**What you will do:**
Only one stretch of the records below should be repeated. It starts with the line containing "every key, at" and goes on through the line containing "let mut slots: Vec<Option<Result<T>>>", exactly as written.

**Stored items:**
* * *

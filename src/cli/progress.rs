//! Spinner shown while the catalog populates

use std::time::Duration;

use indicatif::{ProgressBar, ProgressStyle};

use crate::catalog::{ChannelCatalog, PopulationStatus};
use crate::client::SlackApi;

fn spinner(message: &str) -> ProgressBar {
    let pb = ProgressBar::new_spinner();
    if let Ok(style) = ProgressStyle::default_spinner()
        .tick_chars("⠋⠙⠹⠸⠼⠴⠦⠧⠇⠏ ")
        .template("{spinner:.cyan} {msg}")
    {
        pb.set_style(style);
    }
    pb.set_message(message.to_string());
    pb.enable_steady_tick(Duration::from_millis(100));
    pb
}

/// Wait for the running population pass, reporting progress on stderr.
///
/// Returns immediately with the current status if nothing is running.
pub async fn wait_for_population<C: SlackApi + 'static>(
    catalog: &ChannelCatalog<C>,
) -> PopulationStatus {
    if !catalog.status().is_running() {
        return catalog.status();
    }

    let pb = spinner("Loading channels");
    let done = catalog.wait_for_population();
    tokio::pin!(done);
    let mut tick = tokio::time::interval(Duration::from_millis(250));

    let status = loop {
        tokio::select! {
            status = &mut done => break status,
            _ = tick.tick() => {
                pb.set_message(format!(
                    "Loading channels: {} ({} so far)",
                    catalog.status(),
                    catalog.cache_info().entry_count
                ));
            }
        }
    };

    pb.finish_and_clear();
    status
}
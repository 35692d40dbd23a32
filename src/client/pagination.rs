//! Cursor pagination helpers for Slack Web API requests
//!
//! Slack list methods return a `response_metadata.next_cursor` value that is
//! empty on the last page.

use serde::{Deserialize, Serialize};

/// Largest page size Slack accepts on list methods.
pub const MAX_PAGE_SIZE: usize = 1000;

/// Cursor parameters for a list request.
///
/// # Example
/// ```ignore
/// let params = CursorParams::new().limit(200).cursor("dGVhbTpDMDYx");
/// ```
#[derive(Debug, Clone, Default, PartialEq, Eq)]
pub struct CursorParams {
    /// Continuation cursor from the previous page
    pub cursor: Option<String>,
    /// Items per page
    pub limit: Option<usize>,
}

impl CursorParams {
    /// Create empty params (first page, server default size).
    pub fn new() -> Self {
        Self::default()
    }

    /// Set the continuation cursor. Empty cursors are ignored.
    pub fn cursor(mut self, cursor: impl Into<String>) -> Self {
        let cursor = cursor.into();
        self.cursor = if cursor.is_empty() { None } else { Some(cursor) };
        self
    }

    /// Set the page size, clamped to [`MAX_PAGE_SIZE`].
    pub fn limit(mut self, limit: usize) -> Self {
        self.limit = Some(limit.clamp(1, MAX_PAGE_SIZE));
        self
    }

    /// Convert to query string parameters.
    pub fn to_query_params(&self) -> Vec<(&'static str, String)> {
        let mut params = Vec::new();

        if let Some(limit) = self.limit {
            params.push(("limit", limit.to_string()));
        }

        if let Some(ref cursor) = self.cursor {
            params.push(("cursor", cursor.clone()));
        }

        params
    }
}

/// `response_metadata` block of a Slack list response.
#[derive(Debug, Clone, Default, Serialize, Deserialize)]
pub struct ResponseMetadata {
    #[serde(default)]
    pub next_cursor: String,
}

impl ResponseMetadata {
    /// The cursor for the next page, if there is one.
    pub fn next_cursor(&self) -> Option<String> {
        let cursor = self.next_cursor.trim();
        if cursor.is_empty() {
            None
        } else {
            Some(cursor.to_string())
        }
    }
}

/// One page of a cursor-paginated list.
#[derive(Debug, Clone, PartialEq)]
pub struct CursorPage<T> {
    /// Items on this page
    pub items: Vec<T>,
    /// Cursor for the following page; `None` on the last page
    pub next_cursor: Option<String>,
}

impl<T> CursorPage<T> {
    /// A page with no continuation.
    #[cfg(test)]
    pub fn last(items: Vec<T>) -> Self {
        Self {
            items,
            next_cursor: None,
        }
    }

    /// A page followed by `cursor`.
    #[cfg(test)]
    pub fn with_cursor(items: Vec<T>, cursor: impl Into<String>) -> Self {
        Self {
            items,
            next_cursor: Some(cursor.into()),
        }
    }

    /// Whether another page follows.
    #[cfg(test)]
    pub fn has_next_page(&self) -> bool {
        self.next_cursor.is_some()
    }
}
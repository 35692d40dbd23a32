//! Reusable formatting utilities for CLI output
//!
//! Sizes, ages and waits shown by the status and cache commands.

use std::time::Duration;

use chrono::{DateTime, Local, Utc};

/// Format bytes as human-readable size
pub fn format_size(bytes: u64) -> String {
    const KB: u64 = 1024;
    const MB: u64 = KB * 1024;
    const GB: u64 = MB * 1024;

    if bytes >= GB {
        format!("{:.2} GB", bytes as f64 / GB as f64)
    } else if bytes >= MB {
        format!("{:.2} MB", bytes as f64 / MB as f64)
    } else if bytes >= KB {
        format!("{:.2} KB", bytes as f64 / KB as f64)
    } else {
        format!("{} bytes", bytes)
    }
}

/// Format a wait as `1m 30s` / `45s`, rounding up to whole seconds.
pub fn format_wait(wait: Duration) -> String {
    let mut secs = wait.as_secs();
    if wait.subsec_nanos() > 0 {
        secs += 1;
    }

    let mins = secs / 60;
    let rem = secs % 60;
    match (mins, rem) {
        (0, s) => format!("{}s", s),
        (m, 0) => format!("{}m", m),
        (m, s) => format!("{}m {}s", m, s),
    }
}

/// Format a past instant as local time plus a relative age.
///
/// # Example output
/// `2026-10-19 14:30 (5m ago)`
pub fn format_age(at: DateTime<Utc>) -> String {
    format_age_from(at, Utc::now())
}

fn format_age_from(at: DateTime<Utc>, now: DateTime<Utc>) -> String {
    let local = at.with_timezone(&Local).format("%Y-%m-%d %H:%M");
    let secs = now.signed_duration_since(at).num_seconds().max(0);

    let ago = if secs < 60 {
        "just now".to_string()
    } else if secs < 3600 {
        format!("{}m ago", secs / 60)
    } else if secs < 86_400 {
        format!("{}h ago", secs / 3600)
    } else {
        format!("{}d ago", secs / 86_400)
    };

    format!("{} ({})", local, ago)
}
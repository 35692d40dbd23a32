//! Bounded concurrent fetching for independent API lookups.
//!
//! Used when several catalog misses need a direct upstream fetch-by-id.

use std::future::Future;
use std::pin::Pin;

use futures::stream::{FuturesUnordered, StreamExt};
use log::debug;

use crate::error::Result;

/// Type alias for boxed futures used in concurrent fetching
type KeyFuture<T> = Pin<Box<dyn Future<Output = (usize, Result<T>)> + Send>>;

/// Run `fetch` for every key, at most `max_concurrent` at a time.
///
/// Results come back in the order of `keys`; one failed key does not
/// cancel the others.
///
/// # Example
///
/// ```ignore
/// let results = fetch_concurrently(
///     vec!["C0000000001".to_string(), "C0000000002".to_string()],
///     move |id| {
///         let c = client.clone();
///         async move { c.get_conversation(&id).await }
///     },
///     4,
/// )
/// .await;
/// ```
pub async fn fetch_concurrently<K, T, F, Fut>(
    keys: Vec<K>,
    fetch: F,
    max_concurrent: usize,
) -> Vec<Result<T>>
where
    K: Send + 'static,
    T: Send + 'static,
    F: Fn(K) -> Fut + Send + Sync + 'static,
    Fut: Future<Output = Result<T>> + Send + 'static,
{
    if keys.is_empty() {
        return Vec::new();
    }

    let max_concurrent = max_concurrent.max(1);
    debug!(
        "Fetching {} keys with max {} concurrent",
        keys.len(),
        max_concurrent
    );

    let mut slots: Vec<Option<Result<T>>> = (0..keys.len()).map(|_| None).collect();
    let mut futures: FuturesUnordered<KeyFuture<T>> = FuturesUnordered::new();
    let mut pending = keys.into_iter().enumerate();

    let make_future = |idx: usize, key: K, f: &F| -> KeyFuture<T> {
        let fut = f(key);
        Box::pin(async move { (idx, fut.await) })
    };

    // Seed initial batch up to max_concurrent
    for (idx, key) in pending.by_ref().take(max_concurrent) {
        futures.push(make_future(idx, key, &fetch));
    }

    while let Some((idx, result)) = futures.next().await {
        if let Err(ref e) = result {
            debug!("Fetch {} failed: {}", idx, e);
        }
        slots[idx] = Some(result);

        if let Some((next_idx, key)) = pending.next() {
            futures.push(make_future(next_idx, key, &fetch));
        }
    }

    slots.into_iter().flatten().collect()
}
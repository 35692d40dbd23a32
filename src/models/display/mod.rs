//! Display model implementations for table and JSON output
//!
//! Display models transform catalog types into CLI-friendly formats
//! with appropriate column names and serialization.

mod channel;
mod common;

pub use channel::{ChannelDisplay, ResolveDisplay};
pub use common::truncate_string;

* * *

**Worked solution:**
/// Run `fetch` for every key, at most `max_concurrent` at a time.
///
/// Results come back in the order of `keys`; one failed key does not
/// cancel the others.
///
/// # Example
///
/// ```ignore
/// let results = fetch_concurrently(
///     vec!["C0000000001".to_string(), "C0000000002".to_string()],
///     move |id| {
///         let c = client.clone();
///         async move { c.get_conversation(&id).await }
///     },
///     4,
/// )
/// .await;
/// ```
pub async fn fetch_concurrently<K, T, F, Fut>(
    keys: Vec<K>,
    fetch: F,
    max_concurrent: usize,
) -> Vec<Result<T>>
where
    K: Send + 'static,
    T: Send + 'static,
    F: Fn(K) -> Fut + Send + Sync + 'static,
    Fut: Future<Output = Result<T>> + Send + 'static,
{
    if keys.is_empty() {
        return Vec::new();
    }

    let max_concurrent = max_concurrent.max(1);
    debug!(
        "Fetching {} keys with max {} concurrent",
        keys.len(),
        max_concurrent
    );

    let mut slots: Vec<Option<Result<T>>> = (0..keys.len()).map(|_| None).collect();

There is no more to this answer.